## The task
Would you print each of the entries below precisely as given?

## Entries supplied
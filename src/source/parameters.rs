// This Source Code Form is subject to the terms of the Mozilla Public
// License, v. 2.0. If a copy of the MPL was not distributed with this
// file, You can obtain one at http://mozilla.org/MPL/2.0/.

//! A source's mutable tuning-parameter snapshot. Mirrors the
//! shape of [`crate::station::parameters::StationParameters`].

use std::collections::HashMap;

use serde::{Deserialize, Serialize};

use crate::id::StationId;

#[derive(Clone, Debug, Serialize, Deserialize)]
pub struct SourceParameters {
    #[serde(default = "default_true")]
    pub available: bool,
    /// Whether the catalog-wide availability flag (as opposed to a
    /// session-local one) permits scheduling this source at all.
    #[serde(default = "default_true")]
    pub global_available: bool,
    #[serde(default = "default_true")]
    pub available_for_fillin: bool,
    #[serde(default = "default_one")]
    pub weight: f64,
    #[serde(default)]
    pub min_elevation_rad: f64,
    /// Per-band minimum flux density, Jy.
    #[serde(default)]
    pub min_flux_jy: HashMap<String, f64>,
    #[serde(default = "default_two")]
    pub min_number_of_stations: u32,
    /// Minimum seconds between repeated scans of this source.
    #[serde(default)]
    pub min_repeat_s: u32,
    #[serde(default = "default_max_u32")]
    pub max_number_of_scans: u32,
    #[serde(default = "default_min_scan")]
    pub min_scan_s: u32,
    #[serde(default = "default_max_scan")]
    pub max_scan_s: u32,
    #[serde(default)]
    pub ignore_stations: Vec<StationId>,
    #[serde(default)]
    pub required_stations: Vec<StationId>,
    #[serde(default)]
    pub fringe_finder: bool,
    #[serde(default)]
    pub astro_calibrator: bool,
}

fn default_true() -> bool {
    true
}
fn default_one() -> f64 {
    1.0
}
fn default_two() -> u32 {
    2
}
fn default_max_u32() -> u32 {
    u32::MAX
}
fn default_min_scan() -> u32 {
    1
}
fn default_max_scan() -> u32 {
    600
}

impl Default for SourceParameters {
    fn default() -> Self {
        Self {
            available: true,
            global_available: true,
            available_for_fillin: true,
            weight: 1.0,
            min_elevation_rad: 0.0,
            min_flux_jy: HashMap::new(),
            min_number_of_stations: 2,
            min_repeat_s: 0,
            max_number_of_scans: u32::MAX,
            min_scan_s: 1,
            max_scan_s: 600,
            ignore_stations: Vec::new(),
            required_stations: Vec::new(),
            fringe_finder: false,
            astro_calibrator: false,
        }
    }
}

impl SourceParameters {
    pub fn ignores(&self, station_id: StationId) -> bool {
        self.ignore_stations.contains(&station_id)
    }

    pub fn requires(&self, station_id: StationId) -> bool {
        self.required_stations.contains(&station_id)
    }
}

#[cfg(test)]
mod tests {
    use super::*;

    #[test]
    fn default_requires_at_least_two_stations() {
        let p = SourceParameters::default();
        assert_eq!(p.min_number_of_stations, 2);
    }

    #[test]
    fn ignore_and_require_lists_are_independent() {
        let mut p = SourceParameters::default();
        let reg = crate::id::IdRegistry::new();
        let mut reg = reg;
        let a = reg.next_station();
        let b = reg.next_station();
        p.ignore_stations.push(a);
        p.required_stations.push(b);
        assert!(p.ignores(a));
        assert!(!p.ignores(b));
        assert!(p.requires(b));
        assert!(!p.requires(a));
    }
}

## Response box
filename src/source/parameters.rs
// This Source Code Form is subject to the terms of the Mozilla Public
// License, v. 2.0. If a copy of the MPL was not distributed with this
// file, You can obtain one at http://mozilla.org/MPL/2.0/.

//! A source's mutable tuning-parameter snapshot. Mirrors the
//! shape of [`crate::station::parameters::StationParameters`].

use std::collections::HashMap;

use serde::{Deserialize, Serialize};

use crate::id::StationId;

#[derive(Clone, Debug, Serialize, Deserialize)]
pub struct SourceParameters {
    #[serde(default = "default_true")]
    pub available: bool,
    /// Whether the catalog-wide availability flag (as opposed to a
    /// session-local one) permits scheduling this source at all.
    #[serde(default = "default_true")]
    pub global_available: bool,
    #[serde(default = "default_true")]
    pub available_for_fillin: bool,
    #[serde(default = "default_one")]
    pub weight: f64,
    #[serde(default)]
    pub min_elevation_rad: f64,
    /// Per-band minimum flux density, Jy.
    #[serde(default)]
    pub min_flux_jy: HashMap<String, f64>,
    #[serde(default = "default_two")]
    pub min_number_of_stations: u32,
    /// Minimum seconds between repeated scans of this source.
    #[serde(default)]
    pub min_repeat_s: u32,
    #[serde(default = "default_max_u32")]
    pub max_number_of_scans: u32,
    #[serde(default = "default_min_scan")]
    pub min_scan_s: u32,
    #[serde(default = "default_max_scan")]
    pub max_scan_s: u32,
    #[serde(default)]
    pub ignore_stations: Vec<StationId>,
    #[serde(default)]
    pub required_stations: Vec<StationId>,
    #[serde(default)]
    pub fringe_finder: bool,
    #[serde(default)]
    pub astro_calibrator: bool,
}

fn default_true() -> bool {
    true
}
fn default_one() -> f64 {
    1.0
}
fn default_two() -> u32 {
    2
}
fn default_max_u32() -> u32 {
    u32::MAX
}
fn default_min_scan() -> u32 {
    1
}
fn default_max_scan() -> u32 {
    600
}

impl Default for SourceParameters {
    fn default() -> Self {
        Self {
            available: true,
            global_available: true,
            available_for_fillin: true,
            weight: 1.0,
            min_elevation_rad: 0.0,
            min_flux_jy: HashMap::new(),
            min_number_of_stations: 2,
            min_repeat_s: 0,
            max_number_of_scans: u32::MAX,
            min_scan_s: 1,
            max_scan_s: 600,
            ignore_stations: Vec::new(),
            required_stations: Vec::new(),
            fringe_finder: false,
            astro_calibrator: false,
        }
    }
}

impl SourceParameters {
    pub fn ignores(&self, station_id: StationId) -> bool {
        self.ignore_stations.contains(&station_id)
    }

    pub fn requires(&self, station_id: StationId) -> bool {
        self.required_stations.contains(&station_id)
    }
}

#[cfg(test)]
mod tests {
    use super::*;

    #[test]
    fn default_requires_at_least_two_stations() {
        let p = SourceParameters::default();
        assert_eq!(p.min_number_of_stations, 2);
    }

    #[test]
    fn ignore_and_require_lists_are_independent() {
        let mut p = SourceParameters::default();
        let reg = crate::id::IdRegistry::new();
        let mut reg = reg;
        let a = reg.next_station();
        let b = reg.next_station();
        p.ignore_stations.push(a);
        p.required_stations.push(b);
        assert!(p.ignores(a));
        assert!(!p.ignores(b));
        assert!(p.requires(b));
        assert!(!p.requires(a));
    }
}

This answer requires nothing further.